COMPLIANCE NOTE – STATE NOTICE LAWS CHANGE ON JULY 27, 2025!

Under the new rules notices must contain specific compliance dates, USPS certified mailing is required, and five (5) extra days must be added to dates when mailing. However, landlords no longer need to mail from within the same county as the rental property and are now permitted to mail from anywhere in the state of Washington. Other communications, such as deposit settlements, have not been impacted.

written notice

All notices with the potential to impact tenancy require service

eviction procedure
  1. Eviction Notice:  Landlords must serve a written notice stating the just cause, necessary facts to support it, deadline with move out date, and required language regarding tenant rights. Valid service includes in-person delivery to the tenant(s), in-person delivery plus mailing, or posting to the door and mailing if reasonable personal delivery efforts fail. Notices must at least substantially comply with legal requirements for content and service to be valid, some judges may require strict compliance and all defense attorneys will push for strict compliance.
  2. Termination Notice: Landlords ending a qualifying tenancy without cause–either a periodic tenancy at the end of its first 12 months, or a 6-12 month term tenancy after the first 12 months with no period of time spent on a periodic lease–must provide at least 60 days notice before the end of the qualifying term.
  3. Rent Increase Notice: Under HB 1217, even though they do not have the potential to directly impact tenancy, rent increase notices have been specifically identified for having the same form and service requirements. This means, for rent increases to be valid, the same new dating, service, and mailing requirements all apply. And, unlike with eviction notices for which strict vs substantial compliance has been a matter of case law, HB 1217 strongly indicates strict compliance is required–Even a minor defect will mean landlords need to refund overcharged rent and re-serve notice!

Common lease violations may include:

The default notice for non-monetary lease violations is a 10-day comply or vacate. In order for the notice to be valid, the violation must be substantial and the lease term violated must be material. Substantial means a clear and significant violation that is more than a minor, technical violation. And material means the term is essential to the benefits the landlord receives under the lease. The notice must also contain facts sufficient for the tenant to reasonably understand the violation and how to or correct it.

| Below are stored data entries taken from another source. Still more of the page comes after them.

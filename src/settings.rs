use std::any::TypeId;
use std::fmt;
use std::path::Path;
use std::sync::Arc;

use confique::Config as DeriveConfig;
use indexmap::IndexMap;
use tracing::*;

use crate::error::Result;
use crate::jsonable::Jsonable;
use crate::schema::Adapter;
use crate::value::Object;

/// The wire-format knobs. Loadable from a TOML file and `JSONABLE_*` environment variables; the
/// environment wins over the file.
#[derive(Debug, Clone, PartialEq, Eq, DeriveConfig)]
pub struct Policy {
    /// Object key naming the type an object should be read back as.
    #[config(default = "class", env = "JSONABLE_DISCRIMINATOR_KEY")]
    pub discriminator_key: String,

    /// Leave the discriminator out of written objects.
    #[config(default = false, env = "JSONABLE_EXCLUDE_DISCRIMINATOR")]
    pub exclude_discriminator: bool,

    /// Write `null` for described properties without a value instead of leaving them out. Maps
    /// never carry null entries regardless.
    #[config(default = false, env = "JSONABLE_INCLUDE_NULL_FIELDS")]
    pub include_null_fields: bool,

    /// Write primitives as `{"value": v, "<discriminator>": "<type>"}` so their width survives a
    /// round trip.
    #[config(default = false, env = "JSONABLE_INCLUDE_BOXED_PRIMITIVE_CLASS")]
    pub include_boxed_primitive_class: bool,

    /// Write enum constants as `{"name": c, "<discriminator>": "<type>"}`.
    #[config(default = false, env = "JSONABLE_ENUM_AS_CLASS_OBJECT")]
    pub enum_as_class_object: bool,
}

impl Default for Policy {
    fn default() -> Self {
        Policy {
            discriminator_key: "class".to_string(),
            exclude_discriminator: false,
            include_null_fields: false,
            include_boxed_primitive_class: false,
            enum_as_class_object: false,
        }
    }
}

/// Builds a fresh instance for a discriminator name from the raw mapping, or declines with
/// `None`. The instance is filled from the mapping afterwards.
pub type Factory = dyn Fn(&Object) -> Option<Box<dyn Jsonable>> + Send + Sync;

/// Everything a single read or write consults. Settings are plain values handed to each call;
/// a clone is fully independent of the original.
#[derive(Clone, Default)]
pub struct Settings {
    pub policy: Policy,
    adapters: IndexMap<TypeId, Arc<Adapter>>,
    factories: IndexMap<String, Arc<Factory>>,
}

impl Settings {
    pub fn new(policy: Policy) -> Self {
        Settings {
            policy,
            ..Settings::default()
        }
    }

    /// Load the policy from the environment and, if given, a TOML file.
    pub fn load(path: Option<&Path>) -> Result<Self> {
        let mut builder = Policy::builder().env();
        if let Some(path) = path {
            builder = builder.file(path);
        }
        let policy = builder.load()?;
        debug!(?policy, "loaded settings");
        Ok(Settings::new(policy))
    }

    pub fn discriminator_key(&self) -> &str {
        &self.policy.discriminator_key
    }

    /// Register an adapter, replacing any earlier adapter for the same type.
    pub fn register_adapter(&mut self, adapter: Adapter) -> &mut Self {
        self.adapters.insert(adapter.adapted_type(), Arc::new(adapter));
        self
    }

    pub fn adapter(&self, type_id: TypeId) -> Option<&Adapter> {
        self.adapters.get(&type_id).map(Arc::as_ref)
    }

    pub fn adapter_named(&self, name: &str) -> Option<&Adapter> {
        self.adapters
            .values()
            .find(|adapter| adapter.name() == name)
            .map(Arc::as_ref)
    }

    pub fn has_adapters(&self) -> bool {
        !self.adapters.is_empty()
    }

    /// Register an instance factory for a discriminator (or type hint) name, replacing any
    /// earlier factory for it.
    pub fn register_factory<F>(&mut self, name: impl Into<String>, factory: F) -> &mut Self
    where
        F: Fn(&Object) -> Option<Box<dyn Jsonable>> + Send + Sync + 'static,
    {
        self.factories.insert(name.into(), Arc::new(factory));
        self
    }

    pub(crate) fn factory(&self, name: &str) -> Option<&Factory> {
        self.factories.get(name).map(Arc::as_ref)
    }
}

impl fmt::Debug for Settings {
    fn fmt(&self, f: &mut fmt::Formatter<'_>) -> fmt::Result {
        f.debug_struct("Settings")
            .field("policy", &self.policy)
            .field(
                "adapters",
                &self.adapters.values().map(|a| a.name()).collect::<Vec<_>>(),
            )
            .field("factories", &self.factories.keys().collect::<Vec<_>>())
            .finish()
    }
}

Non-curable violations may include:

Some types of lease violations are so severe that the law recognizes the harm cannot be cured. As a general rule, these types of violations require an imminent, substantial, and material threat to people and/or property. As with comply or vacate notices, the notices must contain sufficient facts for the tenant to reasonably understand the violation. But, unlike with comply or vacate notices, there is no opportunity to correct the violation and the tenant must vacate.

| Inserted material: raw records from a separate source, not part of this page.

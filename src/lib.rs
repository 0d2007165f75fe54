//! A JSON tokenizer, object mapper and serializer.
//!
//! Text is tokenized into a generic [`Value`] tree by [`parser`]. Objects that name a type
//! through the discriminator key (`"class"` by default) are materialized into instances of
//! that type, whose members are declared once through [`Described`] or supplied from the
//! outside by an [`Adapter`]. Writing goes the other way: a fixed set of transformers, picked
//! per runtime type by priority and cached, turns any [`Jsonable`] value back into text.
//!
//! Every read and write takes its [`Settings`] explicitly, so concurrent callers with
//! different policies never observe each other.
//!
//! ```
//! use jsonable::{described, Described, Schema, Settings};
//!
//! #[derive(Debug, Clone, Default, PartialEq)]
//! struct SimpleObj {
//!     text: String,
//!     num: i32,
//! }
//!
//! described!(SimpleObj);
//!
//! impl Described for SimpleObj {
//!     fn describe(schema: &mut Schema<Self>) {
//!         schema.field("str", |o| &o.text, |o| &mut o.text);
//!         schema.field("num", |o| &o.num, |o| &mut o.num);
//!     }
//! }
//!
//! let settings = Settings::default();
//! let obj: SimpleObj = jsonable::read_as(r#"{"str": "Hello", "num": 1}"#, &settings).unwrap();
//! assert_eq!(obj, SimpleObj { text: "Hello".into(), num: 1 });
//!
//! let text = jsonable::to_string(&obj, &settings).unwrap();
//! assert_eq!(text, r#"{"str":"Hello","num":1,"class":"SimpleObj"}"#);
//! ```

mod macros;

pub mod coerce;
pub mod error;
pub mod groups;
pub mod jsonable;
pub mod materialize;
pub mod parser;
pub mod reader;
pub mod registry;
pub mod schema;
pub mod settings;
pub mod sink;
pub mod span;
pub mod transform;
pub mod value;
pub mod writer;

pub use coerce::Coerce;
pub use error::{Error, ParseError, ParseErrorKind, Result};
pub use groups::Groups;
pub use jsonable::{Constant, Jsonable, Kind, Primitive, View};
pub use materialize::{Context, Materialize};
pub use reader::{read, read_as, read_as_grouped, read_from, read_from_as, read_grouped};
pub use registry::register;
pub use schema::{Adapter, DateSpec, Described, PropertyDescriptor, Schema, TypeDescriptor};
pub use settings::{Policy, Settings};
pub use sink::{FmtSink, IoSink, Sink};
pub use span::Span;
pub use value::{Object, Value};
pub use writer::{to_string, to_string_grouped, write, write_fmt, write_to};
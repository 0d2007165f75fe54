//! Reading JSON text.
//!
//! One call reads exactly one value: only whitespace may follow it, and an empty source reads as
//! `null`. Every object carrying the discriminator is materialized into the type it names, at
//! any depth (see [`materialize_tree`]); a document without one is returned as a generic
//! [`Value`](crate::Value). Typed reads go through [`Coerce`] instead and never degrade.

use std::io;

use tracing::*;

use crate::coerce::Coerce;
use crate::error::Result;
use crate::groups::Groups;
use crate::jsonable::Jsonable;
use crate::materialize::{materialize_tree, Context};
use crate::parser::parse;
use crate::settings::Settings;

pub fn read(src: &str, settings: &Settings) -> Result<Box<dyn Jsonable>> {
    read_grouped(src, settings, &Groups::none())
}

/// Like [`read`], materializing only the properties admitted by `groups`.
#[instrument(level = "trace", skip_all, fields(len = src.len()))]
pub fn read_grouped(src: &str, settings: &Settings, groups: &Groups) -> Result<Box<dyn Jsonable>> {
    let cx = Context::new(settings, groups);
    materialize_tree(&parse(src)?, &cx)
}

/// Read a `T`. Objects are materialized with `T` as the type hint.
pub fn read_as<T: Coerce>(src: &str, settings: &Settings) -> Result<T> {
    read_as_grouped(src, settings, &Groups::none())
}

#[instrument(level = "trace", skip_all, fields(len = src.len(), target = std::any::type_name::<T>()))]
pub fn read_as_grouped<T: Coerce>(src: &str, settings: &Settings, groups: &Groups) -> Result<T> {
    let value = parse(src)?;
    T::coerce(&value, &Context::new(settings, groups))
}

/// Read one value from a byte source, which must hold UTF-8 text. The source is read to its end
/// first.
pub fn read_from<R: io::Read>(mut reader: R, settings: &Settings) -> Result<Box<dyn Jsonable>> {
    let mut src = String::new();
    reader.read_to_string(&mut src)?;
    read(&src, settings)
}

pub fn read_from_as<T: Coerce, R: io::Read>(mut reader: R, settings: &Settings) -> Result<T> {
    let mut src = String::new();
    reader.read_to_string(&mut src)?;
    read_as(&src, settings)
}

#[cfg(test)]
mod tests {
    use super::*;
    use crate::error::{Error, ParseErrorKind};
    use crate::value::Value;

    #[test]
    fn test_plain_roots_stay_generic() {
        let settings = Settings::default();
        let value = read(r#"{"a": [1, 2.5, 'x']}"#, &settings).unwrap();
        let expected: Value = [(
            "a",
            Value::from(vec![Value::from(1), Value::from(2.5), Value::from("x")]),
        )]
        .into_iter()
        .collect();
        assert_eq!(value.downcast_ref::<Value>(), Some(&expected));

        let empty = read("  \n", &settings).unwrap();
        assert_eq!(empty.downcast_ref::<Value>(), Some(&Value::Null));
    }

    #[test]
    fn test_one_value_per_read() {
        let err = read("[1] 2", &Settings::default()).unwrap_err();
        assert!(matches!(
            err,
            Error::Parse(ref e) if e.kind == ParseErrorKind::TrailingCharacters { found: '2' }
        ));
    }

    #[test]
    fn test_custom_discriminator_key() {
        let mut settings = Settings::default();
        settings.policy.discriminator_key = "@type".to_string();
        let value = read(r#"{"value": 7, "@type": "u16"}"#, &settings).unwrap();
        assert_eq!(value.downcast_ref::<u16>(), Some(&7));

        // Under another key the same text is an ordinary mapping.
        let value = read(r#"{"value": 7, "class": "u16"}"#, &settings).unwrap();
        assert!(value.is::<Value>());
    }

    #[test]
    fn test_discriminated_objects_below_the_root() {
        let settings = Settings::default();
        let value = read(r#"[{"value": 1, "class": "i32"}, 'x']"#, &settings).unwrap();
        let items = value.downcast_ref::<Vec<Box<dyn Jsonable>>>().unwrap();
        assert_eq!(items[0].downcast_ref::<i32>(), Some(&1));
        assert_eq!(items[1].downcast_ref::<Value>(), Some(&Value::from("x")));

        let value: Box<dyn Jsonable> =
            read_as(r#"{"a": {"value": 1, "class": "i32"}}"#, &settings).unwrap();
        let members = value
            .downcast_ref::<indexmap::IndexMap<String, Box<dyn Jsonable>>>()
            .unwrap();
        assert_eq!(members["a"].downcast_ref::<i32>(), Some(&1));
    }

    #[test]
    fn test_byte_source() {
        let bytes = "[1, 2, 3]".as_bytes();
        let numbers: Vec<i32> = read_from_as(bytes, &Settings::default()).unwrap();
        assert_eq!(numbers, vec![1, 2, 3]);

        let invalid: &[u8] = &[0x5b, 0xff, 0x5d];
        assert!(matches!(
            read_from(invalid, &Settings::default()),
            Err(Error::Io(_))
        ));
    }
}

Other notices require triggering events such as:

For these types of notices, things are a bit less subjective. Landlords still need to supply facts necessary for a tenant to reasonably understand the notice. But the question is whether the statutorily described event occurred. For example, “is the landlord actually intending to move in?” The law provides some specific guidelines for some of these events, but the event actually occurring is dispositive absent fraud or some other improper purpose, such as retaliation, on the landlord’s part.

Landlord Best Practices

It can be tempting for landlords to think they have a good tenant and that lease formalities aren’t necessary, particularly if it is someone they personally know and trust, such as a friend or family member. In these cases, many landlords think, extra formalities would be insulting and damaging to the relationship while creating extra work for all parties. But this is not the case. Compliance and observance of lease formalities is the key to establishing a clearly defined tenancy, which protects the rights of both the landlord and tenant for years to come. Both good tenants and good landlords will appreciate this fact and reluctance to observe formalities can be a useful red flag to watch for on both sides.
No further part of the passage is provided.